I get to the movies about every other month or so, despite my passion for them. This is due mostly to my wonderful child and the harried schedules of my wife and I. So I must be captious about what I see (making my decision to see the new Conan film all the more inexplicable). So Friday, amidst the afternoon downpour in Los Angeles, I dropped them off at the airport and ‘bee’-lined it to the theater to Take Shelter. What an excellent decision to harbor myself within the confines of writer/director Jeff Nichols’ (Shotgun Stories) parable of a man named Curtis Laforche (Michael Shannon, in what should be an Oscar-nominated role). Curtis believes an apocalyptic storm is nigh and obsessively starts building a fortified storm shelter for his wife (Jessica Chastain) and deaf daughter (Tova Stewart). If he were in the middle of a large city with all its noise and constant fervor then this would barely register on the weirdness scale; but this takes place in small-town America (Pennsylvania/Ohio), where odd behavior is immediately noticed and deemed dangerous.
As the film progresses, Curtis’s dreams become more violently foreboding and his own sanity comes into question due to his family history. We begin to wonder if they are meant to take shelter from the coming storm or from Curtis himself as he begins to fear and detach from his best friend and his wife. Curtis does seek professional help, but he is stymied by the same healthcare system that is giving them a hard time getting a cochlear implant for their daughter. Clean, Shaven meets Field of Dreams in studio vernacular.
Worthy of note is the fantastically subtle cinematography and beautiful shots of clouds and storm systems that seem to become characters of their own swirling perilously on the horizon. I also admire Nichols’ deliberate effort to quell anything overtly religious, keeping the film with the people and the moments that occur. Such would muddy the waters of the mystery as to whether these dreams are portending the end of days or if Curtis is just losing it.
The cast overall was very good, but Michael Shannon’s performance carries the film. His progressive mental fragility chills you at times, then the next scene he will break your heart as he lovingly signs ‘storm’ and ‘I love you’ with his daughter. Incredible work. Curtis’ constant mission through this film is to protect his daughter, who, like her father, cannot hear the storm that is coming. But are his feelings and visions phantasms of some mental default or nature speaking through him as a caveat? The mixing of weaned and heightened senses is a great dichotomy, especially when the characters are simple people who cannot decipher their meanings, but only act upon them.
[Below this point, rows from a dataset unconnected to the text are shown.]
// crates/opsgate-core/src/cache.rs
// ============================================================================
// Module: Response Cache Entry
// Description: A fingerprint-keyed, TTL-bounded cached LLM response.
// Purpose: Define CacheEntry and the enums governing its lifecycle.
// Dependencies: crate::{error, identifiers, time}, serde
// ============================================================================

//! ## Overview
//! `CacheEntry` is the unit the Response Cache stores and evicts. An entry
//! is logically absent once `now >= expires_at` or `feedback = Incorrect`,
//! even though it may still physically be present until the next sweep;
//! callers must use [`CacheEntry::is_live`] rather than checking presence
//! alone.

use serde::Deserialize;
use serde::Serialize;

use crate::error::CoreError;
use crate::identifiers::Fingerprint;
use crate::time::Timestamp;

/// What kind of LLM response a cache entry holds.
#[derive(Debug, Clone, Copy, PartialEq, Eq, Serialize, Deserialize)]
#[serde(rename_all = "snake_case")]
pub enum ResponseType {
    /// A cached `Classification` payload.
    Classification,
    /// A cached `Decision` payload.
    Decision,
    /// Any other cached payload, using the configured default TTL.
    Other,
}

/// Human feedback recorded against a cache entry.
#[derive(Debug, Clone, Copy, PartialEq, Eq, Default, Serialize, Deserialize)]
#[serde(rename_all = "snake_case")]
pub enum Feedback {
    /// No feedback has been recorded.
    #[default]
    Unset,
    /// The cached response was confirmed correct.
    Correct,
    /// The cached response was confirmed incorrect; invalidates the entry.
    Incorrect,
}

/// A cached LLM response, keyed by fingerprint.
#[derive(Debug, Clone, PartialEq, Serialize, Deserialize)]
pub struct CacheEntry {
    /// Fingerprint this entry is stored under.
    pub fingerprint: Fingerprint,
    /// Serialized payload (the cached response body).
    pub payload: String,
    /// When this entry was written.
    pub created_at: Timestamp,
    /// When this entry expires.
    pub expires_at: Timestamp,
    /// Number of times this entry has been served.
    pub hit_count: u64,
    /// Last time this entry was served, if ever.
    #[serde(default, skip_serializing_if = "Option::is_none")]
    pub last_hit_at: Option<Timestamp>,
    /// What kind of payload this entry holds.
    pub response_type: ResponseType,
    /// Opaque source tag, used by `invalidateBySource`.
    #[serde(default, skip_serializing_if = "Option::is_none")]
    pub source: Option<String>,
    /// Feedback recorded against this entry.
    #[serde(default)]
    pub feedback: Feedback,
    /// Estimated prompt tokens this entry's original call consumed.
    pub estimated_prompt_tokens: u64,
    /// Estimated completion tokens this entry's original call consumed.
    pub estimated_completion_tokens: u64,
}

/// Minimum `hit_count` for an entry to be considered "hot" and a candidate
/// for warm-start persistence.
pub const HOT_ENTRY_HIT_THRESHOLD: u64 = 5;

impl CacheEntry {
    /// Builds a `CacheEntry`, enforcing `expires_at > created_at`.
    ///
    /// # Errors
    ///
    /// Returns [`CoreError::Invariant`] if `expires_at` does not strictly
    /// follow `created_at`.
    #[allow(clippy::too_many_arguments)]
    pub fn new(
        fingerprint: Fingerprint,
        payload: String,
        created_at: Timestamp,
        expires_at: Timestamp,
        response_type: ResponseType,
        source: Option<String>,
        estimated_prompt_tokens: u64,
        estimated_completion_tokens: u64,
    ) -> Result<Self, CoreError> {
        if !expires_at.is_at_or_after(created_at) || expires_at == created_at {
            return Err(CoreError::Invariant(
                "expires_at must be strictly after created_at".to_string(),
            ));
        }
        Ok(Self {
            fingerprint,
            payload,
            created_at,
            expires_at,
            hit_count: 0,
            last_hit_at: None,
            response_type,
            source,
            feedback: Feedback::Unset,
            estimated_prompt_tokens,
            estimated_completion_tokens,
        })
    }

    /// Returns whether this entry is still eligible to be served.
    #[must_use]
    pub fn is_live(&self, now: Timestamp) -> bool {
        self.feedback != Feedback::Incorrect && !now.is_at_or_after(self.expires_at)
    }

    /// Returns whether this entry is "hot" enough to persist on warm-start.
    #[must_use]
    pub const fn is_hot(&self) -> bool {
        self.hit_count >= HOT_ENTRY_HIT_THRESHOLD
    }

    /// Records a hit, incrementing `hit_count` and updating `last_hit_at`.
    pub fn record_hit(&mut self, now: Timestamp) {
        self.hit_count += 1;
        self.last_hit_at = Some(now);
    }
}
// crates/opsgate-router/src/router.rs
// ============================================================================
// Module: Action Router (H1)
// Description: Dispatches a Decision's action to its platform adapter.
// Dependencies: opsgate-core, opsgate-reliability
// ============================================================================

//! ## Overview
//! [`ActionRouter`] selects a registered [`PlatformAdapter`] by
//! `(action, platform)`, wraps the call in that pair's own
//! [`CircuitBreaker`], and enforces an optional per-platform call/time
//! budget. Unknown `(action, platform)` combinations, and budget
//! exhaustion, both return an `invalid_request`-shaped [`RouteResult`];
//! there is no fallback routing.

use std::collections::HashMap;
use std::time::Instant;

use async_trait::async_trait;
use opsgate_core::ActionKind;
use opsgate_core::ActionParams;
use opsgate_core::Decision;
use opsgate_core::Timestamp;
use opsgate_reliability::BreakerConfig;
use opsgate_reliability::BreakerError;
use opsgate_reliability::CircuitBreaker;
use serde::Deserialize;
use serde::Serialize;
use serde_json::Value;
use tokio::sync::Mutex;
use tracing::warn;

/// An adapter that performs one action against one platform.
#[async_trait]
pub trait PlatformAdapter: Send + Sync {
    /// Executes `action_params` against the platform this adapter fronts.
    async fn execute(&self, action_params: &ActionParams) -> Result<Value, String>;
}

/// Optional per-platform request/time budget.
#[derive(Debug, Clone, Copy, Default)]
pub struct PlatformBudget {
    /// Maximum dispatches allowed per day; `None` means unbounded.
    pub max_calls_per_day: Option<u64>,
    /// Maximum cumulative execution time allowed per day, in milliseconds;
    /// `None` means unbounded.
    pub max_time_ms_per_day: Option<u64>,
}

#[derive(Default)]
struct BudgetCounters {
    date_key: String,
    calls: u64,
    time_ms: u64,
}

/// Outcome of one [`ActionRouter::route_action`] call.
#[derive(Debug, Clone, Default, Serialize, Deserialize)]
pub struct RouteResult {
    /// Whether the action executed successfully.
    pub success: bool,
    /// The adapter's response payload, if it succeeded.
    #[serde(default, skip_serializing_if = "Option::is_none")]
    pub data: Option<Value>,
    /// Failure detail, if it did not.
    #[serde(default, skip_serializing_if = "Option::is_none")]
    pub error: Option<String>,
    /// Wall-clock time spent dispatching, in milliseconds.
    pub execution_time_ms: u64,
}

struct Route {
    adapter: std::sync::Arc<dyn PlatformAdapter>,
    breaker: std::sync::Arc<CircuitBreaker>,
    budget: PlatformBudget,
    counters: Mutex<BudgetCounters>,
}

/// Dispatches Decisions to registered platform adapters.
#[derive(Default)]
pub struct ActionRouter {
    routes: HashMap<String, Route>,
}

impl ActionRouter {
    /// Builds a router with no adapters registered.
    #[must_use]
    pub fn new() -> Self {
        Self { routes: HashMap::new() }
    }

    /// Registers `adapter` to handle `action` on `platform`, guarded by a
    /// dedicated circuit breaker and an optional call/time budget.
    pub fn register(
        &mut self,
        action: ActionKind,
        platform: impl Into<String>,
        adapter: std::sync::Arc<dyn PlatformAdapter>,
        breaker_config: BreakerConfig,
        budget: PlatformBudget,
    ) {
        let platform = platform.into();
        let key = route_key(action, &platform);
        let breaker = CircuitBreaker::new(key.clone(), breaker_config);
        self.routes.insert(
            key,
            Route {
                adapter,
                breaker,
                budget,
                counters: Mutex::new(BudgetCounters::default()),
            },
        );
    }

    /// Routes `decision` to its registered adapter, or returns an
    /// `invalid_request`-shaped result if none is registered or the
    /// platform's budget is exhausted.
    pub async fn route_action(&self, decision: &Decision, now: Timestamp) -> RouteResult {
        let start = Instant::now();
        if matches!(decision.action_params, ActionParams::Ignore) {
            return RouteResult { success: true, data: None, error: None, execution_time_ms: 0 };
        }

        let Some(platform) = decision.action_params.platform() else {
            return invalid_request("action has no target platform", start);
        };
        let key = route_key(decision.action(), platform);
        let Some(route) = self.routes.get(&key) else {
            return invalid_request(&format!("no adapter registered for {key}"), start);
        };

        if let Some(reason) = self.check_budget(route, now).await {
            return invalid_request(&reason, start);
        }

        let result = route
            .breaker
            .call(
                now,
                || async {
                    route
                        .adapter
                        .execute(&decision.action_params)
                        .await
                        .map(|value| serde_json::to_string(&value).unwrap_or_default())
                },
                None,
            )
            .await;

        let execution_time_ms = elapsed_ms(start);
        self.record_dispatch(route, execution_time_ms, now).await;

        match result {
            Ok(raw) => {
                let data = serde_json::from_str(&raw).ok();
                RouteResult { success: true, data, error: None, execution_time_ms }
            }
            Err(BreakerError::Open) => {
                warn!(route = %key, "circuit breaker open, dispatch short-circuited");
                RouteResult {
                    success: false,
                    data: None,
                    error: Some(format!("circuit breaker open for {key}")),
                    execution_time_ms,
                }
            }
            Err(BreakerError::Inner(err)) => {
                warn!(route = %key, error = %err, "adapter call failed");
                RouteResult { success: false, data: None, error: Some(err), execution_time_ms }
            }
        }
    }

    async fn check_budget(&self, route: &Route, now: Timestamp) -> Option<String> {
        if route.budget.max_calls_per_day.is_none() && route.budget.max_time_ms_per_day.is_none() {
            return None;
        }
        let mut counters = route.counters.lock().await;
        reset_if_new_day(&mut counters, now);
        if let Some(max_calls) = route.budget.max_calls_per_day {
            if counters.calls >= max_calls {
                return Some("daily call budget exhausted".to_string());
            }
        }
        if let Some(max_time_ms) = route.budget.max_time_ms_per_day {
            if counters.time_ms >= max_time_ms {
                return Some("daily time budget exhausted".to_string());
            }
        }
        None
    }

    async fn record_dispatch(&self, route: &Route, execution_time_ms: u64, now: Timestamp) {
        let mut counters = route.counters.lock().await;
        reset_if_new_day(&mut counters, now);
        counters.calls += 1;
        counters.time_ms += execution_time_ms;
    }
}

fn reset_if_new_day(counters: &mut BudgetCounters, now: Timestamp) {
    let today = now.date_key();
    if counters.date_key != today {
        counters.date_key = today;
        counters.calls = 0;
        counters.time_ms = 0;
    }
}

fn invalid_request(reason: &str, start: Instant) -> RouteResult {
    RouteResult {
        success: false,
        data: None,
        error: Some(format!("invalid_request: {reason}")),
        execution_time_ms: elapsed_ms(start),
    }
}

#[allow(clippy::cast_possible_truncation, reason = "dispatch calls never run anywhere near u64::MAX ms")]
fn elapsed_ms(start: Instant) -> u64 {
    start.elapsed().as_millis() as u64
}

fn route_key(action: ActionKind, platform: &str) -> String {
    let action_str = match action {
        ActionKind::CreateTask => "create_task",
        ActionKind::SendNotification => "send_notification",
        ActionKind::UpdateSheet => "update_sheet",
        ActionKind::FileDocument => "file_document",
        ActionKind::Delegate => "delegate",
        ActionKind::Escalate => "escalate",
        ActionKind::Ignore => "ignore",
    };
    format!("{action_str}@{platform}")
}

#[cfg(test)]
mod tests {
    //! Test-only lint relaxations for panic-based assertions and debug output.
    #![allow(
        clippy::panic,
        clippy::print_stdout,
        clippy::print_stderr,
        clippy::unwrap_used,
        clippy::expect_used,
        clippy::use_debug,
        clippy::dbg_macro,
        clippy::panic_in_result_fn,
        clippy::unwrap_in_result,
        reason = "Test-only output and panic-based assertions are permitted."
    )]

    use std::sync::Arc;

    use opsgate_core::CreateTaskParams;
    use opsgate_core::DecisionId;
    use opsgate_core::SignalId;
    use opsgate_core::ValidationResult;
    use serde_json::json;

    use super::*;

    struct EchoAdapter;

    #[async_trait]
    impl PlatformAdapter for EchoAdapter {
        async fn execute(&self, action_params: &ActionParams) -> Result<Value, String> {
            Ok(json!({"echoed": format!("{action_params:?}").len()}))
        }
    }

    struct FailingAdapter;

    #[async_trait]
    impl PlatformAdapter for FailingAdapter {
        async fn execute(&self, _action_params: &ActionParams) -> Result<Value, String> {
            Err("platform unreachable".to_string())
        }
    }

    fn decision(action_params: ActionParams) -> Decision {
        Decision::new(
            DecisionId::new("d1"),
            SignalId::new("s1"),
            action_params,
            false,
            "create a tracked task for the reported issue".to_string(),
            0.9,
            Timestamp::from_unix_millis(0),
            ValidationResult::default(),
            5,
        )
        .expect("valid decision")
    }

    fn create_task(platform: &str) -> ActionParams {
        ActionParams::CreateTask(CreateTaskParams {
            platform: platform.to_string(),
            title: "fix the thing".to_string(),
            description: None,
            assignee: None,
            due_date: None,
            extra_attributes: Default::default(),
        })
    }

    #[tokio::test]
    async fn unregistered_combination_is_invalid_request() {
        let router = ActionRouter::new();
        let result = router.route_action(&decision(create_task("notion")), Timestamp::from_unix_millis(0)).await;
        assert!(!result.success);
        assert!(result.error.unwrap().starts_with("invalid_request"));
    }

    #[tokio::test]
    async fn registered_adapter_executes_successfully() {
        let mut router = ActionRouter::new();
        router.register(
            ActionKind::CreateTask,
            "notion",
            Arc::new(EchoAdapter),
            BreakerConfig::default(),
            PlatformBudget::default(),
        );
        let result = router.route_action(&decision(create_task("notion")), Timestamp::from_unix_millis(0)).await;
        assert!(result.success);
        assert!(result.data.is_some());
    }

    #[tokio::test]
    async fn failing_adapter_surfaces_its_error() {
        let mut router = ActionRouter::new();
        router.register(
            ActionKind::CreateTask,
            "notion",
            Arc::new(FailingAdapter),
            BreakerConfig::default(),
            PlatformBudget::default(),
        );
        let result = router.route_action(&decision(create_task("notion")), Timestamp::from_unix_millis(0)).await;
        assert!(!result.success);
        assert_eq!(result.error.as_deref(), Some("platform unreachable"));
    }

    #[tokio::test]
    async fn call_budget_exhaustion_is_invalid_request() {
        let mut router = ActionRouter::new();
        router.register(
            ActionKind::CreateTask,
            "notion",
            Arc::new(EchoAdapter),
            BreakerConfig::default(),
            PlatformBudget { max_calls_per_day: Some(1), max_time_ms_per_day: None },
        );
        let now = Timestamp::from_unix_millis(0);
        let first = router.route_action(&decision(create_task("notion")), now).await;
        assert!(first.success);
        let second = router.route_action(&decision(create_task("notion")), now).await;
        assert!(!second.success);
        assert!(second.error.unwrap().contains("budget"));
    }

    #[tokio::test]
    async fn ignore_action_is_a_no_op_success() {
        let router = ActionRouter::new();
        let result = router.route_action(&decision(ActionParams::Ignore), Timestamp::from_unix_millis(0)).await;
        assert!(result.success);
        assert!(result.data.is_none());
    }
}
Along with 13 Assassins by the great Takashii Miike, this is my film of the year so far (even though I don’t get there a lot). Afterward I felt a bit like Curtis, like there was something different in the air that no one else could feel. As if the time I spent taking in shelter put me in a different world for a bit and it took some time to adjust back to the plain old city. It felt great, and I think more people should feel that way, just mind how you manage these feelings and bring either an umbrella or some anti-psychotics.